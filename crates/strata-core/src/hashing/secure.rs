//! Secure 256-bit content hashing backed by BLAKE3.

use serde::{Deserialize, Serialize};
use std::fmt;
use thiserror::Error;

use super::strip_blank_lines;

/// Errors produced when reconstructing a [`SecureHash`] from text.
#[derive(Debug, Clone, PartialEq, Eq, Error)]
pub enum SecureHashError {
    /// The input was not valid hexadecimal.
    #[error("invalid hex digest: {0}")]
    InvalidHex(String),

    /// The decoded digest had the wrong length.
    #[error("invalid digest length: expected 32 bytes, got {0}")]
    InvalidLength(usize),
}

/// A 32-byte BLAKE3 digest.
///
/// Cheap to copy and compare, usable as a `HashMap` key, and convertible to
/// and from a hex string for display and storage.
#[derive(Clone, Copy, PartialEq, Eq, Hash, Serialize, Deserialize)]
pub struct SecureHash([u8; 32]);

impl SecureHash {
    /// Size of the digest in bytes.
    pub const SIZE: usize = 32;

    /// Wraps raw digest bytes.
    pub fn new(bytes: [u8; 32]) -> Self {
        Self(bytes)
    }

    /// Returns the digest as a byte slice.
    pub fn as_bytes(&self) -> &[u8] {
        &self.0
    }

    /// Renders the digest as a lowercase hex string.
    pub fn to_hex(&self) -> String {
        hex::encode(self.0)
    }

    /// Parses a digest from a 64-character hex string.
    pub fn from_hex(hex_str: &str) -> Result<Self, SecureHashError> {
        let bytes =
            hex::decode(hex_str).map_err(|e| SecureHashError::InvalidHex(e.to_string()))?;
        if bytes.len() != Self::SIZE {
            return Err(SecureHashError::InvalidLength(bytes.len()));
        }
        let mut array = [0u8; 32];
        array.copy_from_slice(&bytes);
        Ok(Self(array))
    }
}

impl fmt::Debug for SecureHash {
    fn fmt(&self, f: &mut fmt::Formatter<'_>) -> fmt::Result {
        write!(f, "SecureHash({})", self.to_hex())
    }
}

impl fmt::Display for SecureHash {
    fn fmt(&self, f: &mut fmt::Formatter<'_>) -> fmt::Result {
        write!(f, "{}", self.to_hex())
    }
}

impl From<[u8; 32]> for SecureHash {
    fn from(bytes: [u8; 32]) -> Self {
        Self::new(bytes)
    }
}

impl AsRef<[u8]> for SecureHash {
    fn as_ref(&self) -> &[u8] {
        &self.0
    }
}

/// Computes the BLAKE3 hash of the input string.
///
/// ## Examples
///
/// ```
/// use strata_core::hashing::hash_secure;
///
/// let digest = hash_secure("content");
/// assert_eq!(digest, hash_secure("content"));
/// assert_eq!(digest.to_hex().len(), 64);
/// ```
#[inline]
pub fn hash_secure(data: &str) -> SecureHash {
    hash_secure_bytes(data.as_bytes())
}

/// Computes the BLAKE3 hash of raw bytes.
#[inline]
pub fn hash_secure_bytes(data: &[u8]) -> SecureHash {
    SecureHash(*blake3::hash(data).as_bytes())
}

/// Computes the BLAKE3 hash after trimming leading/trailing whitespace.
#[inline]
pub fn hash_secure_trimmed(data: &str) -> SecureHash {
    hash_secure_bytes(data.trim().as_bytes())
}

/// Computes the BLAKE3 hash with blank lines removed.
pub fn hash_secure_normalized(data: &str) -> SecureHash {
    hash_secure_bytes(strip_blank_lines(data).as_bytes())
}

#[cfg(test)]
mod tests {
    use super::*;

    // Known BLAKE3 digests.
    const EMPTY_DIGEST: &str = "af1349b9f5f9a1a6a0404dea36dcc9499bcb25c9adc112b7cc9a93cae41f3262";

    #[test]
    fn empty_input_matches_test_vector() {
        assert_eq!(hash_secure("").to_hex(), EMPTY_DIGEST);
    }

    #[test]
    fn deterministic() {
        assert_eq!(hash_secure("data"), hash_secure("data"));
    }

    #[test]
    fn different_content_different_digest() {
        assert_ne!(hash_secure("a"), hash_secure("b"));
    }

    #[test]
    fn trimmed_matches_pre_trimmed_input() {
        assert_eq!(hash_secure_trimmed("  data  "), hash_secure("data"));
    }

    #[test]
    fn normalized_ignores_blank_lines() {
        assert_eq!(
            hash_secure_normalized("a\n\nb"),
            hash_secure_normalized("a\nb")
        );
    }

    #[test]
    fn hex_round_trip() {
        let digest = hash_secure("round trip");
        let restored = SecureHash::from_hex(&digest.to_hex()).unwrap();
        assert_eq!(digest, restored);
    }

    #[test]
    fn from_hex_rejects_bad_input() {
        assert!(matches!(
            SecureHash::from_hex("zz"),
            Err(SecureHashError::InvalidHex(_))
        ));
        assert!(matches!(
            SecureHash::from_hex("abcd"),
            Err(SecureHashError::InvalidLength(2))
        ));
    }

    #[test]
    fn usable_as_map_key() {
        use std::collections::HashMap;

        let mut map = HashMap::new();
        map.insert(hash_secure("key"), "value");
        assert_eq!(map.get(&hash_secure("key")), Some(&"value"));
    }

    #[test]
    fn serde_round_trip() {
        let digest = hash_secure("serialize me");
        let json = serde_json::to_string(&digest).unwrap();
        let restored: SecureHash = serde_json::from_str(&json).unwrap();
        assert_eq!(digest, restored);
    }
}
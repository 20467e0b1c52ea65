//! Strata markdown adapter.
//!
//! Bridges real markdown source onto the `strata-core` event contract and
//! offers one-call entry points for the common flows: build an outline,
//! validate structure, re-level headings, or diff two versions.
//!
//! ```
//! let toc = strata_parser::outline("# Intro\n\nWelcome.\n\n## Setup\n\nDo X.\n");
//! assert_eq!(toc.heading_count(), 2);
//! assert_eq!(toc.title.as_deref(), Some("Intro"));
//! ```

pub mod scan;

pub use scan::scan;

use strata_core::delta::{compute_delta, DocumentDelta};
use strata_core::document::Document;
use strata_core::events::{HeadingLevel, ScanEvent};
use strata_core::normalize::{NormalizationError, NormalizationReport};
use strata_core::outline::Outline;
use strata_core::structure::StructureReport;

/// A document paired with its scan events, ready for the core algorithms.
#[derive(Debug, Clone)]
pub struct ParsedDocument {
    pub document: Document,
    pub events: Vec<ScanEvent>,
}

impl ParsedDocument {
    /// Builds this document's outline.
    pub fn outline(&self) -> Outline {
        Outline::build(&self.document, &self.events)
    }
}

/// Splits frontmatter and scans the body into events.
pub fn parse(source: &str) -> ParsedDocument {
    let document = Document::from(source);
    let events = scan(document.content());
    ParsedDocument { document, events }
}

/// Builds the outline of a markdown source string.
pub fn outline(source: &str) -> Outline {
    parse(source).outline()
}

/// Validates the heading structure of a markdown source string.
pub fn validate(source: &str) -> StructureReport {
    outline(source).validate_structure()
}

/// Shifts a document so its root heading lands on `target`.
pub fn relevel(
    source: &str,
    target: HeadingLevel,
) -> Result<(Document, i8), NormalizationError> {
    let parsed = parse(source);
    strata_core::normalize::relevel(&parsed.document, &parsed.events, target)
}

/// Validates, then shifts a document to `target`, reporting carried issues.
pub fn normalize(
    source: &str,
    target: HeadingLevel,
) -> Result<(Document, NormalizationReport), NormalizationError> {
    let parsed = parse(source);
    strata_core::normalize::normalize(&parsed.document, &parsed.events, target)
}

/// Compares two versions of a markdown source.
pub fn delta(old_source: &str, new_source: &str) -> DocumentDelta {
    compute_delta(&outline(old_source), &outline(new_source))
}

______________________________

TRY IT: Each record above is to be returned verbatim.

ANSWER TO THE EXERCISE:
filename crates/strata-core/src/hashing/secure.rs
//! Secure 256-bit content hashing backed by BLAKE3.

use serde::{Deserialize, Serialize};
use std::fmt;
use thiserror::Error;

use super::strip_blank_lines;

/// Errors produced when reconstructing a [`SecureHash`] from text.
#[derive(Debug, Clone, PartialEq, Eq, Error)]
pub enum SecureHashError {
    /// The input was not valid hexadecimal.
    #[error("invalid hex digest: {0}")]
    InvalidHex(String),

    /// The decoded digest had the wrong length.
    #[error("invalid digest length: expected 32 bytes, got {0}")]
    InvalidLength(usize),
}

/// A 32-byte BLAKE3 digest.
///
/// Cheap to copy and compare, usable as a `HashMap` key, and convertible to
/// and from a hex string for display and storage.
#[derive(Clone, Copy, PartialEq, Eq, Hash, Serialize, Deserialize)]
pub struct SecureHash([u8; 32]);

impl SecureHash {
    /// Size of the digest in bytes.
    pub const SIZE: usize = 32;

    /// Wraps raw digest bytes.
    pub fn new(bytes: [u8; 32]) -> Self {
        Self(bytes)
    }

    /// Returns the digest as a byte slice.
    pub fn as_bytes(&self) -> &[u8] {
        &self.0
    }

    /// Renders the digest as a lowercase hex string.
    pub fn to_hex(&self) -> String {
        hex::encode(self.0)
    }

    /// Parses a digest from a 64-character hex string.
    pub fn from_hex(hex_str: &str) -> Result<Self, SecureHashError> {
        let bytes =
            hex::decode(hex_str).map_err(|e| SecureHashError::InvalidHex(e.to_string()))?;
        if bytes.len() != Self::SIZE {
            return Err(SecureHashError::InvalidLength(bytes.len()));
        }
        let mut array = [0u8; 32];
        array.copy_from_slice(&bytes);
        Ok(Self(array))
    }
}

impl fmt::Debug for SecureHash {
    fn fmt(&self, f: &mut fmt::Formatter<'_>) -> fmt::Result {
        write!(f, "SecureHash({})", self.to_hex())
    }
}

impl fmt::Display for SecureHash {
    fn fmt(&self, f: &mut fmt::Formatter<'_>) -> fmt::Result {
        write!(f, "{}", self.to_hex())
    }
}

impl From<[u8; 32]> for SecureHash {
    fn from(bytes: [u8; 32]) -> Self {
        Self::new(bytes)
    }
}

impl AsRef<[u8]> for SecureHash {
    fn as_ref(&self) -> &[u8] {
        &self.0
    }
}

/// Computes the BLAKE3 hash of the input string.
///
/// ## Examples
///
/// ```
/// use strata_core::hashing::hash_secure;
///
/// let digest = hash_secure("content");
/// assert_eq!(digest, hash_secure("content"));
/// assert_eq!(digest.to_hex().len(), 64);
/// ```
#[inline]
pub fn hash_secure(data: &str) -> SecureHash {
    hash_secure_bytes(data.as_bytes())
}

/// Computes the BLAKE3 hash of raw bytes.
#[inline]
pub fn hash_secure_bytes(data: &[u8]) -> SecureHash {
    SecureHash(*blake3::hash(data).as_bytes())
}

/// Computes the BLAKE3 hash after trimming leading/trailing whitespace.
#[inline]
pub fn hash_secure_trimmed(data: &str) -> SecureHash {
    hash_secure_bytes(data.trim().as_bytes())
}

/// Computes the BLAKE3 hash with blank lines removed.
pub fn hash_secure_normalized(data: &str) -> SecureHash {
    hash_secure_bytes(strip_blank_lines(data).as_bytes())
}

#[cfg(test)]
mod tests {
    use super::*;

    // Known BLAKE3 digests.
    const EMPTY_DIGEST: &str = "af1349b9f5f9a1a6a0404dea36dcc9499bcb25c9adc112b7cc9a93cae41f3262";

    #[test]
    fn empty_input_matches_test_vector() {
        assert_eq!(hash_secure("").to_hex(), EMPTY_DIGEST);
    }

    #[test]
    fn deterministic() {
        assert_eq!(hash_secure("data"), hash_secure("data"));
    }

    #[test]
    fn different_content_different_digest() {
        assert_ne!(hash_secure("a"), hash_secure("b"));
    }

    #[test]
    fn trimmed_matches_pre_trimmed_input() {
        assert_eq!(hash_secure_trimmed("  data  "), hash_secure("data"));
    }

    #[test]
    fn normalized_ignores_blank_lines() {
        assert_eq!(
            hash_secure_normalized("a\n\nb"),
            hash_secure_normalized("a\nb")
        );
    }

    #[test]
    fn hex_round_trip() {
        let digest = hash_secure("round trip");
        let restored = SecureHash::from_hex(&digest.to_hex()).unwrap();
        assert_eq!(digest, restored);
    }

    #[test]
    fn from_hex_rejects_bad_input() {
        assert!(matches!(
            SecureHash::from_hex("zz"),
            Err(SecureHashError::InvalidHex(_))
        ));
        assert!(matches!(
            SecureHash::from_hex("abcd"),
            Err(SecureHashError::InvalidLength(2))
        ));
    }

    #[test]
    fn usable_as_map_key() {
        use std::collections::HashMap;

        let mut map = HashMap::new();
        map.insert(hash_secure("key"), "value");
        assert_eq!(map.get(&hash_secure("key")), Some(&"value"));
    }

    #[test]
    fn serde_round_trip() {
        let digest = hash_secure("serialize me");
        let json = serde_json::to_string(&digest).unwrap();
        let restored: SecureHash = serde_json::from_str(&json).unwrap();
        assert_eq!(digest, restored);
    }
}
repository 20467e0b1c52ea65
//! Strata markdown adapter.
//!
//! Bridges real markdown source onto the `strata-core` event contract and
//! offers one-call entry points for the common flows: build an outline,
//! validate structure, re-level headings, or diff two versions.
//!
//! ```
//! let toc = strata_parser::outline("# Intro\n\nWelcome.\n\n## Setup\n\nDo X.\n");
//! assert_eq!(toc.heading_count(), 2);
//! assert_eq!(toc.title.as_deref(), Some("Intro"));
//! ```

pub mod scan;

pub use scan::scan;

use strata_core::delta::{compute_delta, DocumentDelta};
use strata_core::document::Document;
use strata_core::events::{HeadingLevel, ScanEvent};
use strata_core::normalize::{NormalizationError, NormalizationReport};
use strata_core::outline::Outline;
use strata_core::structure::StructureReport;

/// A document paired with its scan events, ready for the core algorithms.
#[derive(Debug, Clone)]
pub struct ParsedDocument {
    pub document: Document,
    pub events: Vec<ScanEvent>,
}

impl ParsedDocument {
    /// Builds this document's outline.
    pub fn outline(&self) -> Outline {
        Outline::build(&self.document, &self.events)
    }
}

/// Splits frontmatter and scans the body into events.
pub fn parse(source: &str) -> ParsedDocument {
    let document = Document::from(source);
    let events = scan(document.content());
    ParsedDocument { document, events }
}

/// Builds the outline of a markdown source string.
pub fn outline(source: &str) -> Outline {
    parse(source).outline()
}

/// Validates the heading structure of a markdown source string.
pub fn validate(source: &str) -> StructureReport {
    outline(source).validate_structure()
}

/// Shifts a document so its root heading lands on `target`.
pub fn relevel(
    source: &str,
    target: HeadingLevel,
) -> Result<(Document, i8), NormalizationError> {
    let parsed = parse(source);
    strata_core::normalize::relevel(&parsed.document, &parsed.events, target)
}

/// Validates, then shifts a document to `target`, reporting carried issues.
pub fn normalize(
    source: &str,
    target: HeadingLevel,
) -> Result<(Document, NormalizationReport), NormalizationError> {
    let parsed = parse(source);
    strata_core::normalize::normalize(&parsed.document, &parsed.events, target)
}

/// Compares two versions of a markdown source.
pub fn delta(old_source: &str, new_source: &str) -> DocumentDelta {
    compute_delta(&outline(old_source), &outline(new_source))
}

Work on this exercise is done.